— EXTRACTED INFORMATION —
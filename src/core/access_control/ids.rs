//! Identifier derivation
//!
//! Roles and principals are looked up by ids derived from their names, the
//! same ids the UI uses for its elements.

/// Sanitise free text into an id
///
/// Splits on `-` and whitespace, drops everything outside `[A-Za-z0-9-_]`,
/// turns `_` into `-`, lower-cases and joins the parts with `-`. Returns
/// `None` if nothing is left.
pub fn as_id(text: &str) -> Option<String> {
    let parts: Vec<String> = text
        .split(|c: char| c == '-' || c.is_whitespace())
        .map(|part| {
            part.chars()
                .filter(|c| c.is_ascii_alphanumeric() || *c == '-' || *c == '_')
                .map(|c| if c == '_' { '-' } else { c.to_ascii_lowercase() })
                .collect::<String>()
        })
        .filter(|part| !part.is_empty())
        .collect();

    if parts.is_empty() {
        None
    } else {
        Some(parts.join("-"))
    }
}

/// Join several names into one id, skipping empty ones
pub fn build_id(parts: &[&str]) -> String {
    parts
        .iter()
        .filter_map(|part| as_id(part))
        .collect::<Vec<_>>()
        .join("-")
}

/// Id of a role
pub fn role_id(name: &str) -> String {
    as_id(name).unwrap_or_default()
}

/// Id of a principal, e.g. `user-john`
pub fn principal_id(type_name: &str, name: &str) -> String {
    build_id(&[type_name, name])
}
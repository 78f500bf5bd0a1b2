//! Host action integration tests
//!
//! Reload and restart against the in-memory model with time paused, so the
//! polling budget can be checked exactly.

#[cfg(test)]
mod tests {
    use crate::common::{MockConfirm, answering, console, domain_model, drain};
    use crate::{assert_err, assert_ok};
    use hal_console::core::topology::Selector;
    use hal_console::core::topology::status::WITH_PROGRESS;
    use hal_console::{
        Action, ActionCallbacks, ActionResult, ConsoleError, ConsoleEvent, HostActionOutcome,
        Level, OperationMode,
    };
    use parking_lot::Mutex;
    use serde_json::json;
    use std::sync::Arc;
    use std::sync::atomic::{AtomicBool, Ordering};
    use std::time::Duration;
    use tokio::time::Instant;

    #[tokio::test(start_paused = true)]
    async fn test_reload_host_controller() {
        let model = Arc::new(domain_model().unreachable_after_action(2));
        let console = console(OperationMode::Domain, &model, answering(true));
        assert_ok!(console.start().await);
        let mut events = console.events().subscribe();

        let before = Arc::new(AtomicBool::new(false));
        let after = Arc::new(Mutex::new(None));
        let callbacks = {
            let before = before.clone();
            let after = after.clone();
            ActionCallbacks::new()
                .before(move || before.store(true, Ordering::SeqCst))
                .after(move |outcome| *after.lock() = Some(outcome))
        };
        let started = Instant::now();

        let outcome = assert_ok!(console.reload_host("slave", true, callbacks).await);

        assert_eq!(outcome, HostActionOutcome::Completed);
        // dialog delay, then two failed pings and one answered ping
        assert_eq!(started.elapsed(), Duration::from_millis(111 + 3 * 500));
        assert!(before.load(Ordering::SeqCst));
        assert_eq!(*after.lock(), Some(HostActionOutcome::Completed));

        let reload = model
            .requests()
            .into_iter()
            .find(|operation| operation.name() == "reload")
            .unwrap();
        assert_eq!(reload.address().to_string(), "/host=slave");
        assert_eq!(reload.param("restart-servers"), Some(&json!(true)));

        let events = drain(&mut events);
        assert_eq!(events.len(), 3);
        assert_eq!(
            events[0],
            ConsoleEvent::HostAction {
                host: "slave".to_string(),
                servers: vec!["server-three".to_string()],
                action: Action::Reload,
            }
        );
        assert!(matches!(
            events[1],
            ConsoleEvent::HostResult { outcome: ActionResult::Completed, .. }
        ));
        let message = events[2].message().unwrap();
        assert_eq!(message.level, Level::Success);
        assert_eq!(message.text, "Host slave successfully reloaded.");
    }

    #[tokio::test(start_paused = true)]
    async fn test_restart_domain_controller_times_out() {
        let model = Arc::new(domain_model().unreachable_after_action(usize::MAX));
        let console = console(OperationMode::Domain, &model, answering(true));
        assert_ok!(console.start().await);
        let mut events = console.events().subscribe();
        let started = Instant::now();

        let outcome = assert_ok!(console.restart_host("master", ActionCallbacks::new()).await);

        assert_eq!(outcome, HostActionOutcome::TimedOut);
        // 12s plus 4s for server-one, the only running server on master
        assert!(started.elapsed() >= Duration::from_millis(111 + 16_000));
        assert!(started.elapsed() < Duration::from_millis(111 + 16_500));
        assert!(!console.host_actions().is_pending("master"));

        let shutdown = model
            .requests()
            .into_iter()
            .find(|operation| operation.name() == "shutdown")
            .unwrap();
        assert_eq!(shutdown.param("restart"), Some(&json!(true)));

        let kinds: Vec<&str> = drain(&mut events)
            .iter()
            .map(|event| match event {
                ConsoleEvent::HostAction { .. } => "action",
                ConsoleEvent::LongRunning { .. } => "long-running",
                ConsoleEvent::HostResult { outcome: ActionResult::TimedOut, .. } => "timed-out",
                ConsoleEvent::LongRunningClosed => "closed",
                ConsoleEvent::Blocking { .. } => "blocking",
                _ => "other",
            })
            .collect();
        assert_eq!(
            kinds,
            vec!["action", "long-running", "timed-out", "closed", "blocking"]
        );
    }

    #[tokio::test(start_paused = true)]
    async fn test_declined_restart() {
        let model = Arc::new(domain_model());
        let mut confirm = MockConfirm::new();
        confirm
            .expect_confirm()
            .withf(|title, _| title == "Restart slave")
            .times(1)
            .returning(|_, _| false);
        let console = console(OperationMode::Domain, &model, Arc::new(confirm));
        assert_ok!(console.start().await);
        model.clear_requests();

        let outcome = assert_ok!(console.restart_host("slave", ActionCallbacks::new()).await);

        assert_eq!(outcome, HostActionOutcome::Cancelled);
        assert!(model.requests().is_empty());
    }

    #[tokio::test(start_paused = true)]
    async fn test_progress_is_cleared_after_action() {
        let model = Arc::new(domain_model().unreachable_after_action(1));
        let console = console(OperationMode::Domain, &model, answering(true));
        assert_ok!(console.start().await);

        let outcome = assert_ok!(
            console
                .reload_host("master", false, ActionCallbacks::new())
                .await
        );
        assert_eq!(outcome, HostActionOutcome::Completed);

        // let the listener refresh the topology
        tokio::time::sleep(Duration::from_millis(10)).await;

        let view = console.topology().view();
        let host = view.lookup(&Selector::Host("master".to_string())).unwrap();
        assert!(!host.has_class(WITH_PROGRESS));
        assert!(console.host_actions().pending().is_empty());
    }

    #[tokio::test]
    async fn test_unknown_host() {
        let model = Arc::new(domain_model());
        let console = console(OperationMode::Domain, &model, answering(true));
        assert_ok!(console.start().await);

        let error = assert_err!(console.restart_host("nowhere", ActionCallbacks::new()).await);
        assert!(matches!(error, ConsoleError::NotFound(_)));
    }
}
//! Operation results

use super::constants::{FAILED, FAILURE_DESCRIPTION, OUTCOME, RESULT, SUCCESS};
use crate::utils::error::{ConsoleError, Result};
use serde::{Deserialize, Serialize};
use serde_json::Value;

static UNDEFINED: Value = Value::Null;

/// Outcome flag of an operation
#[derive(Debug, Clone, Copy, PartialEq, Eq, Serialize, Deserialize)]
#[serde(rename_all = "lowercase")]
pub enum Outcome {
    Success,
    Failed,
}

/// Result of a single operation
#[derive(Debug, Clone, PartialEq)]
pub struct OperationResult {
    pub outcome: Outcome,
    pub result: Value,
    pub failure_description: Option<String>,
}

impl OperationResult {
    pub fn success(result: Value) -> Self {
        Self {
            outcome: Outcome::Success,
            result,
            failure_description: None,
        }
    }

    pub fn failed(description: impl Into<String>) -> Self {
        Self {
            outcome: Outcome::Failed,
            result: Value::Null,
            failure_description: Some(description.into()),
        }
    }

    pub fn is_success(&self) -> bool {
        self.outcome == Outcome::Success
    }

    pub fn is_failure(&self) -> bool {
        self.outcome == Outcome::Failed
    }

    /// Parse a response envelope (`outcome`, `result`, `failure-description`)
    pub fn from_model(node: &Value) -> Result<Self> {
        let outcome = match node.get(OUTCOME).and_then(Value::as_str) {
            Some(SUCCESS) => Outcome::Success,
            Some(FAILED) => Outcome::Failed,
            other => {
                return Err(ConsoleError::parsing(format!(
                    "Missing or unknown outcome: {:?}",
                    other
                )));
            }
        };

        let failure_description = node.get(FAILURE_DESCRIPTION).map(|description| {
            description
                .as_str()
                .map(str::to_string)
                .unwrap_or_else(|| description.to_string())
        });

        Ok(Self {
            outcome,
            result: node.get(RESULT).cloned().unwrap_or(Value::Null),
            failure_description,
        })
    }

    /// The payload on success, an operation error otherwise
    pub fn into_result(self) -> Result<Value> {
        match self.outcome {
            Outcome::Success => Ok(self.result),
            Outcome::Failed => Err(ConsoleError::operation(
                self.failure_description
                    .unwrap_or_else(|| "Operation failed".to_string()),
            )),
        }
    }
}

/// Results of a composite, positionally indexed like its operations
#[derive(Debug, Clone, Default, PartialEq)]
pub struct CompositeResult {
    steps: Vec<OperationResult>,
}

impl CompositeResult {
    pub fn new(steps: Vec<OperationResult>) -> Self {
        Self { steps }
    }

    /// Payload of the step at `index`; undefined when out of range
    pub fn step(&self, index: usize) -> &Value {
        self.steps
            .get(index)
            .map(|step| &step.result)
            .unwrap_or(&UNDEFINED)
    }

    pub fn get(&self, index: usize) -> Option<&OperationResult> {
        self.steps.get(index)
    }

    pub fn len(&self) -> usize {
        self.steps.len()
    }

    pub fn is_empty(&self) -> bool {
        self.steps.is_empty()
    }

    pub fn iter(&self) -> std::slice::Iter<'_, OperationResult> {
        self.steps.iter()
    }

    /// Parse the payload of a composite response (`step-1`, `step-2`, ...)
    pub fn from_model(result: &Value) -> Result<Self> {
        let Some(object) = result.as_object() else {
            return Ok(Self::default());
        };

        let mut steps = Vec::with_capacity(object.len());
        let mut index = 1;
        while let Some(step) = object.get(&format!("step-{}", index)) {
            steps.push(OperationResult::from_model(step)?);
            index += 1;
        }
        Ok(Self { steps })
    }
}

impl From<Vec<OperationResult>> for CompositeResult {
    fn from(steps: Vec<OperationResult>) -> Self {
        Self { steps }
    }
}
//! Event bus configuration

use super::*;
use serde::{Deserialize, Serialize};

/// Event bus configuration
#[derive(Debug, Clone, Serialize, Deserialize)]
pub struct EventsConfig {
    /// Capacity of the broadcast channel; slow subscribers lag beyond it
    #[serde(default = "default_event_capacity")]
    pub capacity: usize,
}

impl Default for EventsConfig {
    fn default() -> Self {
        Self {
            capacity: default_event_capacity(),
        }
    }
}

— YOUR TASK —
Print the first line of the records above and each line after it, exactly, through the line with "let parts: Vec<String> = text".

— WRITTEN ANSWER —
filename src/core/access_control/ids.rs
//! Identifier derivation
//!
//! Roles and principals are looked up by ids derived from their names, the
//! same ids the UI uses for its elements.

/// Sanitise free text into an id
///
/// Splits on `-` and whitespace, drops everything outside `[A-Za-z0-9-_]`,
/// turns `_` into `-`, lower-cases and joins the parts with `-`. Returns
/// `None` if nothing is left.
pub fn as_id(text: &str) -> Option<String> {
    let parts: Vec<String> = text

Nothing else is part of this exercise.